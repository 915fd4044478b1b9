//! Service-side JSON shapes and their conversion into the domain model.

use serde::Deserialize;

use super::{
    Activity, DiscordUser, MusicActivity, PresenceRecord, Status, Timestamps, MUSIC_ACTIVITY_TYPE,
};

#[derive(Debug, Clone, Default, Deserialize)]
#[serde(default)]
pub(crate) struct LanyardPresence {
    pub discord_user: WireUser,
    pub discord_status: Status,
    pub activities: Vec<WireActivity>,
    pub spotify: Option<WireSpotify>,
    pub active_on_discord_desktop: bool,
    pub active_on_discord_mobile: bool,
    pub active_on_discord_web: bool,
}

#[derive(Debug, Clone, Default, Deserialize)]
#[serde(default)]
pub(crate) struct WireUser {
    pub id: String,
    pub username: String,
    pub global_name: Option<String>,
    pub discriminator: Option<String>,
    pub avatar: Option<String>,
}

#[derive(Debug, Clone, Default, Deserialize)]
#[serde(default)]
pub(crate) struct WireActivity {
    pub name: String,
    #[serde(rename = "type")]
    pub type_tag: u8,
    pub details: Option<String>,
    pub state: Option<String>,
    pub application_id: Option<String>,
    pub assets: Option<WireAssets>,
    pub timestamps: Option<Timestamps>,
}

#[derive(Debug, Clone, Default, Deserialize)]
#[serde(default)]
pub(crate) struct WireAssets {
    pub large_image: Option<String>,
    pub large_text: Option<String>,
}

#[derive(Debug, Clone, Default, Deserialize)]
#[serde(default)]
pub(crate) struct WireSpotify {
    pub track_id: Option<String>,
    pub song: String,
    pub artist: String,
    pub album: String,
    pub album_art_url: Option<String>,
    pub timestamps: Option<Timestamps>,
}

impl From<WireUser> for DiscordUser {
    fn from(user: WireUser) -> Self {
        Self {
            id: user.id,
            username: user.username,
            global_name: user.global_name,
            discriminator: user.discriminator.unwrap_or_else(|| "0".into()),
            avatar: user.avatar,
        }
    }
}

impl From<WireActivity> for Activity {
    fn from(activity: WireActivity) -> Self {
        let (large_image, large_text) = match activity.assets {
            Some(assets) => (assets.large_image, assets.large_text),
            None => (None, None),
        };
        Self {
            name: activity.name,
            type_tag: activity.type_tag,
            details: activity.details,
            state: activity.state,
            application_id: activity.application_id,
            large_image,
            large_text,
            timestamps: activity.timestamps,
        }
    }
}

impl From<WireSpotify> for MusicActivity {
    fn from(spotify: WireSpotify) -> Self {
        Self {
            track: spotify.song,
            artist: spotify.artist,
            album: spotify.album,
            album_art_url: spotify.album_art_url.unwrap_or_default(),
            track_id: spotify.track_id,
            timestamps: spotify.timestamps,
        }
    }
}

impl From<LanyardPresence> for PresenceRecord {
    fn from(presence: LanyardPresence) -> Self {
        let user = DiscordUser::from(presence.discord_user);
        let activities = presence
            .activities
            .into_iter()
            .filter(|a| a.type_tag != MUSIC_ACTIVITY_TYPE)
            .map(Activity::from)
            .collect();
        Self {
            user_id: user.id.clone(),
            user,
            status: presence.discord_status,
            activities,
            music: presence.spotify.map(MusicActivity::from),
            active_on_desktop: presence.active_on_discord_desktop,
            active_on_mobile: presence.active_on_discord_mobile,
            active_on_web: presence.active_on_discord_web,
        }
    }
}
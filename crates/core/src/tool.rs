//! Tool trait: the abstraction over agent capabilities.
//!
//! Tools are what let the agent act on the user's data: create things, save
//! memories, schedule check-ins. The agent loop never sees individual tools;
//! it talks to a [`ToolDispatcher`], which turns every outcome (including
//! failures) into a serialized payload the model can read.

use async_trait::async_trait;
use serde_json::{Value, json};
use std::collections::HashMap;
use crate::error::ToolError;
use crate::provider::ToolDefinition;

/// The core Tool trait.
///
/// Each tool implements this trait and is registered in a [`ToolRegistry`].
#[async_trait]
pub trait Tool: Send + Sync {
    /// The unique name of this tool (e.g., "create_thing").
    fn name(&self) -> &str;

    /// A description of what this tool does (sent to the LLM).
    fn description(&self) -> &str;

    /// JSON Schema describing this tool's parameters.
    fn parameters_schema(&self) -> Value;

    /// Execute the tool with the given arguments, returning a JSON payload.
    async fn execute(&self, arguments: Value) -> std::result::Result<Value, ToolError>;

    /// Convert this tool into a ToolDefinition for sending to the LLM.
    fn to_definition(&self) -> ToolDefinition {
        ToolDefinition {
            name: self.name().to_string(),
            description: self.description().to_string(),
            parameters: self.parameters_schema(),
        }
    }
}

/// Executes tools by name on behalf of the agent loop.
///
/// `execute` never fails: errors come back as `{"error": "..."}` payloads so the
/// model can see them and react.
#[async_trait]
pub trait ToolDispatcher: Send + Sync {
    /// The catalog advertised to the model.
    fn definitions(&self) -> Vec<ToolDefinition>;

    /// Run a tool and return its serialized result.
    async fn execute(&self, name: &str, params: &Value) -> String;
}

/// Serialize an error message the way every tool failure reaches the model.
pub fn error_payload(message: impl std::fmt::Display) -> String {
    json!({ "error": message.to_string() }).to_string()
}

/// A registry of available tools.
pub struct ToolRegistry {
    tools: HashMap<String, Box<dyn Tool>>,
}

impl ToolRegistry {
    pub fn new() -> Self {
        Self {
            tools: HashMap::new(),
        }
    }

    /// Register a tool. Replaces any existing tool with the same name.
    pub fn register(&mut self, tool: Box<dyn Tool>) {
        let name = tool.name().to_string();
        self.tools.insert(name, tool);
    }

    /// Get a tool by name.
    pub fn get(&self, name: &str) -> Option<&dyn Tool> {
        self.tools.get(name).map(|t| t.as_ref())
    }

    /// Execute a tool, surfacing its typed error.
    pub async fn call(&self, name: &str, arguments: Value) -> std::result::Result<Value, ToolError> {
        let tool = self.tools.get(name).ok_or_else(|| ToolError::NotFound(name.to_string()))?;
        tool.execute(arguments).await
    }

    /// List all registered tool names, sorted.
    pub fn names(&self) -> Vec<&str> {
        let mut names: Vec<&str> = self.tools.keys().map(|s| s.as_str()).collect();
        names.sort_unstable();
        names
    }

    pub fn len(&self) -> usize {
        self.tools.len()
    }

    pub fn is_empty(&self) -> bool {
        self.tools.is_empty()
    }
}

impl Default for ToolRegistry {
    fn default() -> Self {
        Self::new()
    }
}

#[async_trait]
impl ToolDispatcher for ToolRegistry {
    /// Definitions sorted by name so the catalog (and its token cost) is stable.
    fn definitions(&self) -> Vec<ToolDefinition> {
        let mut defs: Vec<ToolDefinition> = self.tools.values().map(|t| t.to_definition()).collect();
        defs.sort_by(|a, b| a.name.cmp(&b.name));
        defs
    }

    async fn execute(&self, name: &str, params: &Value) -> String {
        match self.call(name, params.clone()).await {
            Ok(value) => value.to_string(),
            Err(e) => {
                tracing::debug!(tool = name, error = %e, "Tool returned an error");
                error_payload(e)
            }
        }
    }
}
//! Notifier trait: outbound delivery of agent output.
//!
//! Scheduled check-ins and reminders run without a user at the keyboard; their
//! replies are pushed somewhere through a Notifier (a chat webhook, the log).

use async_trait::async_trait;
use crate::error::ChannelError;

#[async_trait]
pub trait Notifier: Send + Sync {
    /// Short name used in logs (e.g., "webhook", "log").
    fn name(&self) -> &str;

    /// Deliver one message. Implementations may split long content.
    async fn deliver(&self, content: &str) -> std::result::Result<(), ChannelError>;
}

• • • • •

Write out only the final block of lines, starting at the line with "pub trait Notifier: Send" and running to the end of the material.

* [RESPONSE TO THIS EXERCISE]
pub trait Notifier: Send + Sync {
    /// Short name used in logs (e.g., "webhook", "log").
    fn name(&self) -> &str;

    /// Deliver one message. Implementations may split long content.
    async fn deliver(&self, content: &str) -> std::result::Result<(), ChannelError>;
}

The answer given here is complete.